Из молчания художника Мишель Карруж делает вывод: атеизм. Вердикт, в рамках христианской традиции, справедливый. С единственным уточнением. И атеисты, и верующие у нас исходят, по сути, из одного: последние утверждают существование единого Бога, первые — его отрицают. Их отрицание имеет смысл только в связи с иудеохристианским монотеизмом. А стоит выйти за подобные пределы, как спор теряет интерес, превращаясь в разногласия внутри одной секты. Наш атеизм — это на самом деле вывернутый наизнанку теизм. Для буддийского атеиста западный атеизм есть отрицательная и неудовлетворенная разновидность нашего монотеизма. Дюшан многократно и совершенно правильно пояснял: «происхождение «Стекла» не имеет ни малейшего отношения ни к религиозным, ни к антирелигиозным предметам». (Религия в этом контексте означает христианство. Скажем, верования и обряды Востока не образуют того, что мы называем «религией», — строго говоря, этот термин только к христианству и применим.) Еще яснее Дюшан выразился в письме к Бретону: «Если говорить в терминах общепринятой метафизики, я не участвую в спорах о существовании Бога, иначе говоря — звание атеиста в противоположность верующему меня никогда не привлекало... Для меня существует то, что отличается и от «да», и от «нет», и от «мне все равно», — назовем его «отсутствием данных по сему вопросу». Самого Мотора в Моторе Желаний Дюшан изображать не стал, поскольку имел в виду реальность, о которой, как он сам честно признавался, ничего не знает. Молчание дороже, чем уклончивая метафизика или прямая ложь.
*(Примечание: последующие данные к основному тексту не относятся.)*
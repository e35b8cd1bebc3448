//! Pointer up handling - finalize the drag and resolve the drop.

use crate::bus::DragEvent;
use crate::input::state::InteractionState;
use crate::manager::DragDropManager;
use crate::profile_scope;
use crate::surface::Surface;
use crate::types::ItemKind;

impl<P> DragDropManager<P> {
    /// End the current drag. No-op while idle.
    ///
    /// Drop targets are re-tested one last time at the last reduced pointer
    /// position. The previous snapshot becomes that final dragging state so
    /// `drag_end`/`drop` handlers can read where the drag finished.
    pub fn pointer_up<S: Surface + ?Sized>(&mut self, surface: &S) -> bool {
        profile_scope!("pointer_up");

        let Some(pointer) = self.state.pointer() else {
            return false;
        };
        let drop_item = self.hit_test(ItemKind::Droppable, &surface.elements_at(pointer));
        let Some(session) = self.state.session() else {
            return false;
        };
        let last = session.retarget(drop_item, pointer);
        let dropped = last.hovering();

        tracing::debug!(
            element = ?last.drag_item.element(),
            target = ?last.drop_item.as_ref().map(|drop| drop.element()),
            x = pointer.x,
            y = pointer.y,
            dropped,
            "Drag ended"
        );

        self.prev_state = InteractionState::Dragging(last);
        self.state = InteractionState::Idle;

        if dropped {
            self.emit(&[DragEvent::DragEnd, DragEvent::HoverEnd, DragEvent::Drop]);
        } else {
            self.emit(&[DragEvent::DragEnd]);
        }
        true
    }
}
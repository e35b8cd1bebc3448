//! Unit tests for dropzone.

mod config_tests;
mod perf_tests;
mod snapshot_tests;
mod watch_tests;
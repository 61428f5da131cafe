//! Moneta - Terminal-based personal finance tracker
//!
//! This library provides the core functionality for the Moneta finance
//! tracker. Transactions live in a single table backed by whichever storage
//! backend is reachable: a remote spreadsheet when credentials and network
//! allow it, a local CSV file otherwise, and an in-memory table as the last
//! resort. A session never fails to open; it only degrades.
//!
//! # Architecture
//!
//! The crate is organized into the following modules:
//!
//! - `config`: Configuration and path management
//! - `error`: Custom error types
//! - `models`: Core data models (transactions, categories, money, periods)
//! - `storage`: Backend implementations and the fallback selector
//! - `services`: Session layer over the storage backends
//! - `reports`: Period summaries and balances
//! - `display`: Terminal formatting
//! - `cli`: Command handlers
//!
//! # Example
//!
//! ```rust,ignore
//! use moneta::config::{MonetaPaths, Settings};
//! use moneta::services::Session;
//!
//! let paths = MonetaPaths::new()?;
//! let settings = Settings::load_or_create(&paths)?;
//! let session = Session::open(&settings, &paths);
//! ```

pub mod cli;
pub mod config;
pub mod display;
pub mod error;
pub mod models;
pub mod reports;
pub mod services;
pub mod storage;

pub use error::{MonetaError, MonetaResult};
В дюшановском молчании я вижу первое и главное отличие современной экзегезы от традиционной. Там, где традиция утверждает реальность мифа, метафизически или рационально ее обосновывая, современность берет ее в скобки. Вместе с тем молчание Дюшана не бессодержательно: это не утверждение (метафизическая установка), не отрицание (атеизм) и не безразличие (скептический агностицизм). Его версия мифа — не метафизическая и не отрицательная, она — ироническая, то есть критическая. С одной стороны, это высмеивание традиционного мифа, сведение культа Богини — будь то в религиозной или в современной форме, в виде ли преклонения перед Мадонной или культа романтической любви — к гротескному механизму, в котором желание перемешано с горючим для двигателя, любовь с газолином, а семя с фейерверком. С другой стороны, критика здесь — это еще и высмеивание позитивистской трактовки любви, а в целом и всего, что на обиходном наречии именуют «современностью», — веры в науку, позитивное знание, могущество техники и проч. «Большое Стекло» — это инфернальный и шутовской образ современной любви или, еще точней, того, что современный человек сделал с любовью. Превратить человеческое тело в машину, пусть даже машину для производства символов, — хуже любой деградации. Эротика жива границей между священным и проклятым. Тело эротично, поскольку оно сакрально. Обе эти категории неразрывны: если телу оставлены лишь сексуальность и животный импульс, эротика сводится к однообразной функции размножения; если религия отделяется от эротики, на ее место приходят черствые нравоучения. Именно это с христианством, особенно — современным, сделал протестантизм.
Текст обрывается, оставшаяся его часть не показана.